After making a mess of the 2016 bracket, but somehow ending up with the two teams that played the best in an epic final, the tournament selection committee was much more logical in its at-large selections, seeding and regional placement this year, with a few exceptions.

According to committee chairman Mark Hollis, Duke made the biggest jump from when it first started putting the field together on Wednesday to when the bracket was revealed late Sunday afternoon. ESPN analyst Jay Bilas said winning the Atlantic Coast Conference Tournament is harder than getting to the Final Four and I agree.

Duke was a No. 4 seed when the committee began deliberating. After beating Clemson, Louisville, North Carolina and Notre Dame over four days, the Blue Devils zoomed all the way to a No. 2 seed, No. 7 on the 68-team S-curve.

The committee put Duke in the East where the top seed just happens to be No. 1 overall Villanova, setting up a potentially epic March 26 regional final at Madison Square Garden.

Duke put on an offensive clinic in the ACC Tournament, scoring 328 points on 280 possessions, a terrific 1.17 points per possession against quality competition.

Villanova's defense in the Big East Tournament was nearly as dominant as Duke's offense, holding St. John's, Seton Hall and Creighton to 180 points on 197 possessions, an excellent .914 points per possession.

Villanova is one of just four teams in the top 20 in offensive and defensive efficiency. Duke's offense is national championship worthy, its defense barely in the top 40.

The four No. 1 seeds have been fairly obvious for weeks - Villanova, Kansas, North Carolina and Gonzaga. The 2 line, with three power conference tournament winners (Duke, Kentucky and Arizona) and Louisville, is every bit as strong as the 1 line.

Beside Villanova, the other top-20 offense/defense teams are Gonzaga, Kentucky and Wichita State, which brings me to the biggest seeding mistake the committee made.

Wichita is far better than a 10 seed, which is not fair to the Shockers or to Atlantic 10 regular-season champion Dayton, its first-round opponent. It is also not fair to Kentucky, which is a potential second-round opponent for the Shockers. Wichita is a six-point favorite over Dayton.

The committee is supposedly going to include analytics in its deliberations next year. That really needs to happen so it doesn't miss so badly on a team like Wichita again.

The ACC had four of the top-10 teams on the S-curve, UNC (3), Duke (7), Louisville (8) and Florida State (10).

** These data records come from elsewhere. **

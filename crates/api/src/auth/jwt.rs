//! JWT claims-token generation and validation.
//!
//! Tokens are HS256-signed JWTs carrying the principal's identity and a
//! point-in-time [`PermissionSet`] snapshot. The snapshot does not track
//! later grant changes; it is refreshed only by logging in again.

use jsonwebtoken::errors::ErrorKind;
use jsonwebtoken::{decode, encode, DecodingKey, EncodingKey, Header, Validation};
use serde::{Deserialize, Serialize};
use uuid::Uuid;
use zeus_core::error::CoreError;
use zeus_core::permissions::PermissionSet;
use zeus_core::types::DbId;

/// JWT claims embedded in every access token.
#[derive(Debug, Serialize, Deserialize, Clone)]
pub struct Claims {
    /// Subject -- the principal's username.
    pub sub: String,
    /// The principal's internal database id.
    pub uid: DbId,
    /// Permission snapshot at issuance time.
    pub permissions: PermissionSet,
    /// Expiration time (UTC Unix timestamp). Strictly greater than `iat`.
    pub exp: i64,
    /// Issued-at time (UTC Unix timestamp).
    pub iat: i64,
    /// Unique token identifier (UUID v4) for audit.
    pub jti: String,
}

/// Configuration for token generation and validation.
#[derive(Debug, Clone)]
pub struct JwtConfig {
    /// HMAC-SHA256 secret used to sign and verify tokens.
    pub secret: String,
    /// Access token lifetime in minutes (default: 30).
    pub access_token_expiry_mins: i64,
}

/// Default access token expiry in minutes.
const DEFAULT_ACCESS_EXPIRY_MINS: i64 = 30;

impl JwtConfig {
    /// Load JWT configuration from environment variables.
    ///
    /// | Env Var                    | Required | Default |
    /// |----------------------------|----------|---------|
    /// | `JWT_SECRET`               | **yes**  | --      |
    /// | `ACCESS_TOKEN_EXPIRE_MINS` | no       | `30`    |
    ///
    /// # Panics
    ///
    /// Panics if `JWT_SECRET` is not set or is empty.
    pub fn from_env() -> Self {
        let secret =
            std::env::var("JWT_SECRET").expect("JWT_SECRET must be set in the environment");
        assert!(!secret.is_empty(), "JWT_SECRET must not be empty");

        let access_token_expiry_mins: i64 = std::env::var("ACCESS_TOKEN_EXPIRE_MINS")
            .unwrap_or_else(|_| DEFAULT_ACCESS_EXPIRY_MINS.to_string())
            .parse()
            .expect("ACCESS_TOKEN_EXPIRE_MINS must be a valid i64");

        Self {
            secret,
            access_token_expiry_mins,
        }
    }
}

/// Generate an HS256 access token for the given principal.
///
/// The token embeds the permission snapshot as of now; permission changes
/// after issuance are not reflected until the principal re-authenticates.
pub fn generate_access_token(
    user_id: DbId,
    username: &str,
    permissions: &PermissionSet,
    config: &JwtConfig,
) -> Result<String, jsonwebtoken::errors::Error> {
    let now = chrono::Utc::now().timestamp();
    let exp = now + config.access_token_expiry_mins * 60;

    let claims = Claims {
        sub: username.to_string(),
        uid: user_id,
        permissions: permissions.clone(),
        exp,
        iat: now,
        jti: Uuid::new_v4().to_string(),
    };

    encode(
        &Header::default(), // HS256
        &claims,
        &EncodingKey::from_secret(config.secret.as_bytes()),
    )
}

/// Validate and decode an access token, returning the embedded [`Claims`].
///
/// Distinguishes the failure modes: an expired token is `TokenExpired`, a
/// bad signature or undecodable token is `InvalidToken`, and a decoded
/// token without a usable subject is `MalformedClaims`. No side effects.
pub fn validate_token(token: &str, config: &JwtConfig) -> Result<Claims, CoreError> {
    let token_data = decode::<Claims>(
        token,
        &DecodingKey::from_secret(config.secret.as_bytes()),
        &Validation::default(), // HS256, validates exp
    )
    .map_err(|e| match e.kind() {
        ErrorKind::ExpiredSignature => CoreError::TokenExpired,
        _ => CoreError::InvalidToken,
    })?;

    if token_data.claims.sub.is_empty() {
        return Err(CoreError::MalformedClaims);
    }

    Ok(token_data.claims)
}

#[cfg(test)]
mod tests {
    use super::*;
    use assert_matches::assert_matches;

    /// Helper to build a test config with a known secret.
    fn test_config() -> JwtConfig {
        JwtConfig {
            secret: "test-secret-that-is-long-enough-for-hmac".to_string(),
            access_token_expiry_mins: 30,
        }
    }

    fn test_permissions() -> PermissionSet {
        PermissionSet::new(
            ["module1".to_string(), "module3".to_string()],
            [("module3".to_string(), "drug_interaction".to_string())],
        )
    }

    #[test]
    fn test_generate_and_validate_access_token() {
        let config = test_config();
        let perms = test_permissions();
        let token = generate_access_token(42, "user2", &perms, &config)
            .expect("token generation should succeed");

        let claims = validate_token(&token, &config).expect("token validation should succeed");
        assert_eq!(claims.sub, "user2");
        assert_eq!(claims.uid, 42);
        assert_eq!(claims.permissions, perms);
        assert!(claims.exp > claims.iat);
        assert!(!claims.jti.is_empty());
    }

    #[test]
    fn test_expired_token_fails_as_expired() {
        let config = test_config();

        // Manually create an already-expired token.
        // Use a margin well beyond the default 60-second leeway.
        let now = chrono::Utc::now().timestamp();
        let claims = Claims {
            sub: "user1".to_string(),
            uid: 1,
            permissions: test_permissions(),
            exp: now - 300, // expired 5 minutes ago (well past leeway)
            iat: now - 600,
            jti: Uuid::new_v4().to_string(),
        };

        let token = encode(
            &Header::default(),
            &claims,
            &EncodingKey::from_secret(config.secret.as_bytes()),
        )
        .expect("encoding should succeed");

        assert_matches!(validate_token(&token, &config), Err(CoreError::TokenExpired));
    }

    #[test]
    fn test_different_secret_fails_as_invalid() {
        let config_a = test_config();
        let config_b = JwtConfig {
            secret: "a-completely-different-secret".to_string(),
            access_token_expiry_mins: 30,
        };

        let token = generate_access_token(1, "admin", &test_permissions(), &config_a)
            .expect("token generation should succeed");

        assert_matches!(
            validate_token(&token, &config_b),
            Err(CoreError::InvalidToken)
        );
    }

    #[test]
    fn test_garbage_token_fails_as_invalid() {
        let config = test_config();
        assert_matches!(
            validate_token("not-a-jwt", &config),
            Err(CoreError::InvalidToken)
        );
    }

    #[test]
    fn test_empty_subject_fails_as_malformed() {
        let config = test_config();
        let now = chrono::Utc::now().timestamp();
        let claims = Claims {
            sub: String::new(),
            uid: 1,
            permissions: PermissionSet::default(),
            exp: now + 600,
            iat: now,
            jti: Uuid::new_v4().to_string(),
        };

        let token = encode(
            &Header::default(),
            &claims,
            &EncodingKey::from_secret(config.secret.as_bytes()),
        )
        .expect("encoding should succeed");

        assert_matches!(
            validate_token(&token, &config),
            Err(CoreError::MalformedClaims)
        );
    }
}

If the committee had gone strictly by that curve, Louisville would have been No. 2 in the East and Duke No. 2 in the Midwest where the Blue Devils could have been looking at a regional final against Kansas in Kansas City. Guess they figured Coach K would be yelling louder than Rick Pitino if that scenario played out.

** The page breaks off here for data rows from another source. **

//! Pull-based job state reconciliation.
//!
//! The mirror is only as fresh as the last poll; there is no push path.
//! Concurrent polls of the same job race harmlessly: every writer derives
//! its update from the same authoritative backend state via the pure
//! transition in `zeus_core::job`, so last-writer-wins is correct.

use std::sync::Arc;

use serde::Serialize;
use sqlx::PgPool;
use zeus_core::error::CoreError;
use zeus_core::job::{reconcile, JobStatus, RemoteJobState};
use zeus_db::models::job::Job;
use zeus_db::repositories::JobRepo;
use zeus_queue::JobQueue;

use crate::error::{AppError, AppResult};

/// The merged view of one job returned to pollers.
#[derive(Debug, Clone, Serialize)]
pub struct JobView {
    pub job_id: String,
    pub status: String,
    #[serde(skip_serializing_if = "Option::is_none")]
    pub result: Option<serde_json::Value>,
    #[serde(skip_serializing_if = "Option::is_none")]
    pub error: Option<String>,
}

impl JobView {
    fn from_remote(job_id: &str, state: &RemoteJobState) -> Self {
        let (status, result, error) = match state {
            RemoteJobState::Pending => (JobStatus::Pending.as_str().to_string(), None, None),
            RemoteJobState::Running => ("running".to_string(), None, None),
            RemoteJobState::Succeeded { result } => (
                JobStatus::Success.as_str().to_string(),
                Some(result.clone()),
                None,
            ),
            RemoteJobState::Failed { error } => (
                JobStatus::Failed.as_str().to_string(),
                None,
                Some(error.clone()),
            ),
            RemoteJobState::Other { state } => (state.clone(), None, None),
        };
        Self {
            job_id: job_id.to_string(),
            status,
            result,
            error,
        }
    }

    fn from_record(job: &Job) -> Self {
        Self {
            job_id: job.external_id.clone(),
            status: job.status.clone(),
            result: job.result.clone(),
            error: job.error_message.clone(),
        }
    }
}

/// Queue-state reconciliation service.
pub struct JobReconciler {
    pool: PgPool,
    queue: Arc<dyn JobQueue>,
}

impl JobReconciler {
    pub fn new(pool: PgPool, queue: Arc<dyn JobQueue>) -> Self {
        Self { pool, queue }
    }

    /// Merge the backend's authoritative state into the mirror and return
    /// the freshest available view.
    ///
    /// A missing local record degrades to a queue-only view (the job was
    /// dispatched outside this gateway); a job the backend has forgotten
    /// degrades to the mirrored view. Only when neither side knows the
    /// identifier is the poll a 404.
    pub async fn status(&self, external_id: &str) -> AppResult<JobView> {
        let remote = self.queue.status(external_id).await?;

        // A read failure here must not mask a perfectly good queue answer.
        let local = match JobRepo::find_by_external_id(&self.pool, external_id).await {
            Ok(record) => record,
            Err(e) => {
                tracing::warn!(job_id = %external_id, error = %e, "Job record lookup failed");
                None
            }
        };

        match (remote, local) {
            (Some(state), Some(job)) => {
                let view = self.apply(&job, &state).await;
                Ok(view)
            }
            (Some(state), None) => Ok(JobView::from_remote(external_id, &state)),
            (None, Some(job)) => Ok(JobView::from_record(&job)),
            (None, None) => Err(AppError::Core(CoreError::NotFound {
                entity: "Job",
                id: external_id.to_string(),
            })),
        }
    }

    /// Apply the transition (if any) to the mirror and build the view.
    ///
    /// Persistence failures are logged, not returned: the caller still
    /// gets the freshly computed view, and no write is retried within the
    /// poll.
    async fn apply(&self, job: &Job, state: &RemoteJobState) -> JobView {
        let local_status = job.job_status();

        match reconcile(&local_status, state) {
            Some(update) => {
                if let Err(e) = JobRepo::apply_update(
                    &self.pool,
                    &job.external_id,
                    &update.status,
                    update.result.as_ref(),
                    update.error.as_deref(),
                )
                .await
                {
                    tracing::error!(
                        job_id = %job.external_id,
                        error = %e,
                        "Failed to persist reconciled job state",
                    );
                }
                JobView {
                    job_id: job.external_id.clone(),
                    status: update.status.as_str().to_string(),
                    result: update.result,
                    error: update.error,
                }
            }
            // No transition: the terminal mirror wins over a stale
            // intermediate report; otherwise the remote view is current.
            None if local_status.is_terminal() => JobView::from_record(job),
            None => JobView::from_remote(&job.external_id, state),
        }
    }
}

Unlike last year, when regular-season champions or co-champions only won 11 of 31 conference tournaments, those champions were 20 of 32 this year, including the first Ivy League Tournament champion, Princeton. That suggests a stronger 68-team field from top to bottom.

There are six teams (Villanova, Gonzaga, Kentucky, Wichita State, SMU and Middle Tennessee) in the tournament with 30 wins or more and each won a regular-season and conference tournament.

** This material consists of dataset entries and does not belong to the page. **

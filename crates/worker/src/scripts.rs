//! Simulated medical data processing scripts.
//!
//! Each handler stands in for a real long-running workload: it sleeps for
//! a bounded random interval and returns a fixed-shape result payload.
//! The business logic these represent lives outside the gateway.

use rand::Rng;
use serde_json::{json, Value};

/// Sleep for a random interval within `[min_secs, max_secs)`.
///
/// Handlers run on blocking threads (see `LocalJobQueue`), so a thread
/// sleep is the honest simulation of CPU/IO-bound script work.
fn simulate_work(min_secs: f64, max_secs: f64) {
    let secs = rand::rng().random_range(min_secs..max_secs);
    std::thread::sleep(std::time::Duration::from_secs_f64(secs));
}

fn now_secs() -> f64 {
    chrono::Utc::now().timestamp_millis() as f64 / 1000.0
}

// ---------------------------------------------------------------------------
// Module-level entry points (legacy dispatch without a script name)
// ---------------------------------------------------------------------------

pub fn patient_data_analysis(parameters: &Value) -> Result<Value, String> {
    tracing::info!(%parameters, "Module 1 analysis started");
    simulate_work(2.0, 5.0);
    Ok(json!({
        "module": "module1",
        "status": "completed",
        "patients_processed": 150,
        "anomalies_detected": 3,
        "report_path": "/reports/module1_report.pdf",
        "timestamp": now_secs(),
    }))
}

pub fn medical_image_processing(parameters: &Value) -> Result<Value, String> {
    tracing::info!(%parameters, "Module 2 processing started");
    simulate_work(3.0, 7.0);
    Ok(json!({
        "module": "module2",
        "status": "completed",
        "images_processed": 45,
        "diagnosis_suggestions": ["Normal", "Requires attention", "Urgent"],
        "accuracy": 0.95,
        "timestamp": now_secs(),
    }))
}

pub fn drug_interaction_analysis(parameters: &Value) -> Result<Value, String> {
    tracing::info!(%parameters, "Module 3 analysis started");
    simulate_work(2.0, 6.0);
    Ok(json!({
        "module": "module3",
        "status": "completed",
        "drugs_analyzed": 28,
        "interactions_found": 5,
        "risk_level": "moderate",
        "recommendations": ["Monitor patient", "Adjust dosage"],
        "timestamp": now_secs(),
    }))
}

// ---------------------------------------------------------------------------
// Script-level handlers
// ---------------------------------------------------------------------------

pub fn data_validation(parameters: &Value) -> Result<Value, String> {
    tracing::info!(%parameters, "Data validation script started");
    simulate_work(1.0, 3.0);
    Ok(json!({
        "script": "data_validation",
        "module": "module1",
        "status": "completed",
        "records_validated": 500,
        "errors_found": 12,
        "validation_rate": 0.976,
        "timestamp": now_secs(),
    }))
}

pub fn patient_analysis(parameters: &Value) -> Result<Value, String> {
    tracing::info!(%parameters, "Patient analysis script started");
    simulate_work(2.0, 4.0);
    Ok(json!({
        "script": "patient_analysis",
        "module": "module1",
        "status": "completed",
        "patients_processed": 150,
        "anomalies_detected": 3,
        "report_path": "/reports/patient_analysis.pdf",
        "timestamp": now_secs(),
    }))
}

pub fn report_generation(parameters: &Value) -> Result<Value, String> {
    tracing::info!(%parameters, "Report generation script started");
    simulate_work(1.0, 3.0);
    Ok(json!({
        "script": "report_generation",
        "module": "module1",
        "status": "completed",
        "reports_generated": 25,
        "format": "PDF",
        "total_pages": 320,
        "timestamp": now_secs(),
    }))
}

pub fn diagnosis_support(parameters: &Value) -> Result<Value, String> {
    tracing::info!(%parameters, "Diagnosis support script started");
    simulate_work(2.0, 5.0);
    Ok(json!({
        "script": "diagnosis_support",
        "module": "module2",
        "status": "completed",
        "diagnoses_supported": 30,
        "confidence_scores": [0.95, 0.87, 0.92],
        "suggestions": ["Normal", "Requires attention", "Urgent"],
        "timestamp": now_secs(),
    }))
}

pub fn image_processing(parameters: &Value) -> Result<Value, String> {
    tracing::info!(%parameters, "Image processing script started");
    simulate_work(3.0, 6.0);
    Ok(json!({
        "script": "image_processing",
        "module": "module2",
        "status": "completed",
        "images_processed": 45,
        "image_types": ["X-ray", "MRI", "CT"],
        "quality_score": 0.92,
        "timestamp": now_secs(),
    }))
}

pub fn dosage_calculation(parameters: &Value) -> Result<Value, String> {
    tracing::info!(%parameters, "Dosage calculation script started");
    simulate_work(1.0, 3.0);
    Ok(json!({
        "script": "dosage_calculation",
        "module": "module3",
        "status": "completed",
        "calculations_performed": 120,
        "adjustments_recommended": 15,
        "safety_checks_passed": 118,
        "timestamp": now_secs(),
    }))
}

pub fn drug_interaction(parameters: &Value) -> Result<Value, String> {
    tracing::info!(%parameters, "Drug interaction script started");
    simulate_work(2.0, 5.0);
    Ok(json!({
        "script": "drug_interaction",
        "module": "module3",
        "status": "completed",
        "drugs_analyzed": 28,
        "interactions_found": 5,
        "risk_level": "moderate",
        "timestamp": now_secs(),
    }))
}

pub fn side_effects_monitor(parameters: &Value) -> Result<Value, String> {
    tracing::info!(%parameters, "Side effects monitor script started");
    simulate_work(1.0, 4.0);
    Ok(json!({
        "script": "side_effects_monitor",
        "module": "module3",
        "status": "completed",
        "patients_monitored": 85,
        "side_effects_detected": 12,
        "severity_levels": {"mild": 8, "moderate": 3, "severe": 1},
        "timestamp": now_secs(),
    }))
}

Major injuries to star players and key players on good teams have been a season-long theme. It happened again in conference tournaments, Oregon losing a great two-way player in Chris Boucher with a left knee injury and Minnesota losing shooter Akeem Springs with an Achilles' injury in his right ankle.

Villanova has somehow overcome the loss of Phil Booth to a left knee injury and ineligible Omari Spellman to have another incredible season. This team's offense, by the numbers, is actually better than last year's although it can't possibly be any more efficient than the incredible offense the Wildcats showed in five of their six NCAA games last year.

What the Wildcats potentially have in their way on the road to Phoenix for the Final Four is some really good defensive teams (Wisconsin, Virginia and Florida), high-powered offensive teams (Duke, Virginia Tech) and well-balanced teams such as Baylor or SMU. The good news is that they only have to beat three of them, not all of them. The toughest matchups would be, in order, after the Wildcats crush the winner of Mount Saint Mary's-New Orleans, Wisconsin, Virginia and Duke. SMU or Baylor in a regional final would be no easy game either.

The Villanova seniors are 128-16, the country's best record over the last four seasons. If some team is going to keep the Wildcats out of this Final Four, it better play brilliantly and prepare to play all-out for 40 minutes - anything less than that won't be enough against a team whose toughness may be even more critical to its success than its considerable talent.